> Task to complete
Scan the lines below for the string "custom" and report how many lines contain it, giving only the number.

Collected data
######

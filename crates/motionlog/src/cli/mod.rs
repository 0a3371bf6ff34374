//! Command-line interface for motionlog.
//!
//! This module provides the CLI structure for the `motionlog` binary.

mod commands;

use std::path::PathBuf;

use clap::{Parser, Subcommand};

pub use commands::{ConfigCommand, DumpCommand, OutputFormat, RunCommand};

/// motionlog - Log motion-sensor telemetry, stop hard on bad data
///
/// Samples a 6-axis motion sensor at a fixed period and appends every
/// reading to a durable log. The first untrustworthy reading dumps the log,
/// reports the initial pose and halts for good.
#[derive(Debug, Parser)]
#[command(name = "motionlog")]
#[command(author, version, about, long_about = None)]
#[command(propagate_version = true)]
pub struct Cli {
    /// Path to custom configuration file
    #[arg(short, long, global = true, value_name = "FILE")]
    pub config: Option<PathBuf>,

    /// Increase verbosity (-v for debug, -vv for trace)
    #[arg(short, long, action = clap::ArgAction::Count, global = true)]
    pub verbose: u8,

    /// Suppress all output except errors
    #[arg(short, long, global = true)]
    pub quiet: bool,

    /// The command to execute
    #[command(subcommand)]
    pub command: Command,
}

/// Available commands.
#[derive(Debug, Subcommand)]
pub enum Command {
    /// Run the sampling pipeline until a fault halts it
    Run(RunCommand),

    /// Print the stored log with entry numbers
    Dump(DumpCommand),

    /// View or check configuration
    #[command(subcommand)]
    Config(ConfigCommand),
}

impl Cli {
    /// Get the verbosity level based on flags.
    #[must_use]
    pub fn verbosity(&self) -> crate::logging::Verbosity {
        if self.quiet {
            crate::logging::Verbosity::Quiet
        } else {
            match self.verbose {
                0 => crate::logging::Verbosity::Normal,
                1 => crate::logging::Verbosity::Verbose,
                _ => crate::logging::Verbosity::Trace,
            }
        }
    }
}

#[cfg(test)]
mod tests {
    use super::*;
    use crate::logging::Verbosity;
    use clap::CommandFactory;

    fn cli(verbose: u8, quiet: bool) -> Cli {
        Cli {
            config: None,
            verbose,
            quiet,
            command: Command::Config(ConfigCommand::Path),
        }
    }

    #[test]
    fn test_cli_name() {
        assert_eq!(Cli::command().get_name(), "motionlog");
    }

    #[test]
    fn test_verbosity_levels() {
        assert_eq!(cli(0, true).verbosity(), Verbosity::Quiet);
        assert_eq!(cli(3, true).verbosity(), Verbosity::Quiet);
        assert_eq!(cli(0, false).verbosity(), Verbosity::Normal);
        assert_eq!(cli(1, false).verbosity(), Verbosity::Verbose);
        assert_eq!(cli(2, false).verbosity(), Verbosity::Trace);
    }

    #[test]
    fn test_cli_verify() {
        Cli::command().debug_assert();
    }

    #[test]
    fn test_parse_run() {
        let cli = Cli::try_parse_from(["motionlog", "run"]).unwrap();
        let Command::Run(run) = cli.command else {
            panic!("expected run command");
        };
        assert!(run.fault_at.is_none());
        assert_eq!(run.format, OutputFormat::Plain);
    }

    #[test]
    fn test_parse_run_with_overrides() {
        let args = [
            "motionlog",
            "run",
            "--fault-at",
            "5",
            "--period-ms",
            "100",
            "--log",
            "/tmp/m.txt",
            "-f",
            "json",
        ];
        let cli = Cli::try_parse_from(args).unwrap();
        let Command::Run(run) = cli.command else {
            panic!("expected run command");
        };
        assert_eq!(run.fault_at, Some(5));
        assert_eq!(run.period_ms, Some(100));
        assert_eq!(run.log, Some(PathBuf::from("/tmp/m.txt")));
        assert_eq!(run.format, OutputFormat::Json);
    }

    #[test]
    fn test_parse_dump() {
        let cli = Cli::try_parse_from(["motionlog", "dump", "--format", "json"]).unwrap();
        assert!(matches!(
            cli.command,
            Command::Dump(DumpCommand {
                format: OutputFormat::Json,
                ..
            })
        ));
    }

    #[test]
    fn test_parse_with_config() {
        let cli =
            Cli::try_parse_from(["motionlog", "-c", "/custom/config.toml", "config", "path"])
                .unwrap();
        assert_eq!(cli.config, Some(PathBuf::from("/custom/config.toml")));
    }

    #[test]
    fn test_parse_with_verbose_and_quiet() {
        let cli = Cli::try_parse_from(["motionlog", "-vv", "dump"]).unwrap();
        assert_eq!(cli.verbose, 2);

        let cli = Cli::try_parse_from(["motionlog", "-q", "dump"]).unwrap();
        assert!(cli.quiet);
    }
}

######

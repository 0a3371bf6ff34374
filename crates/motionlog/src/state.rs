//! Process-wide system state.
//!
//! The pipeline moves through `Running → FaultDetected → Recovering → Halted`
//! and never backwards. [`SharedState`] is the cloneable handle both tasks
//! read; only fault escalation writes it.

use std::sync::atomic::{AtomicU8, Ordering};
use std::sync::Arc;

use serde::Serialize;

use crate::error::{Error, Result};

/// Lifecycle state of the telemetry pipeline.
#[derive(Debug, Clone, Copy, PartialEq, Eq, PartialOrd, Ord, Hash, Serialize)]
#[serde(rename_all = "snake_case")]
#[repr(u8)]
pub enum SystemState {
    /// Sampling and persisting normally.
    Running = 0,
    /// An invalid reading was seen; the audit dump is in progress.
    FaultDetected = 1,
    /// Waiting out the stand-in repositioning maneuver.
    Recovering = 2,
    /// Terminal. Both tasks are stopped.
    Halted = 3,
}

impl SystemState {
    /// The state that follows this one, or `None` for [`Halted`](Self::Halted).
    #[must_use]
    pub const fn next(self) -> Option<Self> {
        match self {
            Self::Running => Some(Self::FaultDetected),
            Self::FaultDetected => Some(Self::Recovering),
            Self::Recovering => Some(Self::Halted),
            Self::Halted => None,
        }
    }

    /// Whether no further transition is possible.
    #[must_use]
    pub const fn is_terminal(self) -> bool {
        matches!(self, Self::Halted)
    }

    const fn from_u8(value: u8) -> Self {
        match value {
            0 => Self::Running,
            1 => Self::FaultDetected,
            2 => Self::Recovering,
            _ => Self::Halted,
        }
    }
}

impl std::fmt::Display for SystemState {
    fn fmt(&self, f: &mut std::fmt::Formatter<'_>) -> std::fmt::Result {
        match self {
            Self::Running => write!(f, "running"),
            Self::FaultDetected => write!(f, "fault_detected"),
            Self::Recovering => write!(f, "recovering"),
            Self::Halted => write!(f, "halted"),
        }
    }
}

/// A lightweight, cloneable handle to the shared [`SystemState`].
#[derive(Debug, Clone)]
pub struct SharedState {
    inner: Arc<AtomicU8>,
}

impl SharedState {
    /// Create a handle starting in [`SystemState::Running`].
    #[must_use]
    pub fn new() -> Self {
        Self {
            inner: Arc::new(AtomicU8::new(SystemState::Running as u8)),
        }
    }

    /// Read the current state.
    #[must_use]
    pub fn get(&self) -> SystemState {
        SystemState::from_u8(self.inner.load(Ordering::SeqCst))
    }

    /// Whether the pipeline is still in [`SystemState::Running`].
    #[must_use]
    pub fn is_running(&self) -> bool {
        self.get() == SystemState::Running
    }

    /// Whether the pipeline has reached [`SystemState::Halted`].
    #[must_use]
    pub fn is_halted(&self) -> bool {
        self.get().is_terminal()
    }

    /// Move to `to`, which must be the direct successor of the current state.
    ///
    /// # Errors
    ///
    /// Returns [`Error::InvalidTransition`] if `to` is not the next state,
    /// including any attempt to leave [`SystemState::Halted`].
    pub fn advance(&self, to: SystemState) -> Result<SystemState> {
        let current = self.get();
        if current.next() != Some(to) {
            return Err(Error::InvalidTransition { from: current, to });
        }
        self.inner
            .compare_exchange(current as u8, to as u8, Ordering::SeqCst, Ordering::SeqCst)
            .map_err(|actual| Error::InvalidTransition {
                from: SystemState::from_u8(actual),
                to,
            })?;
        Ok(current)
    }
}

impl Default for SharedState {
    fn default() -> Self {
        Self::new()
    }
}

######

> Exercise output
3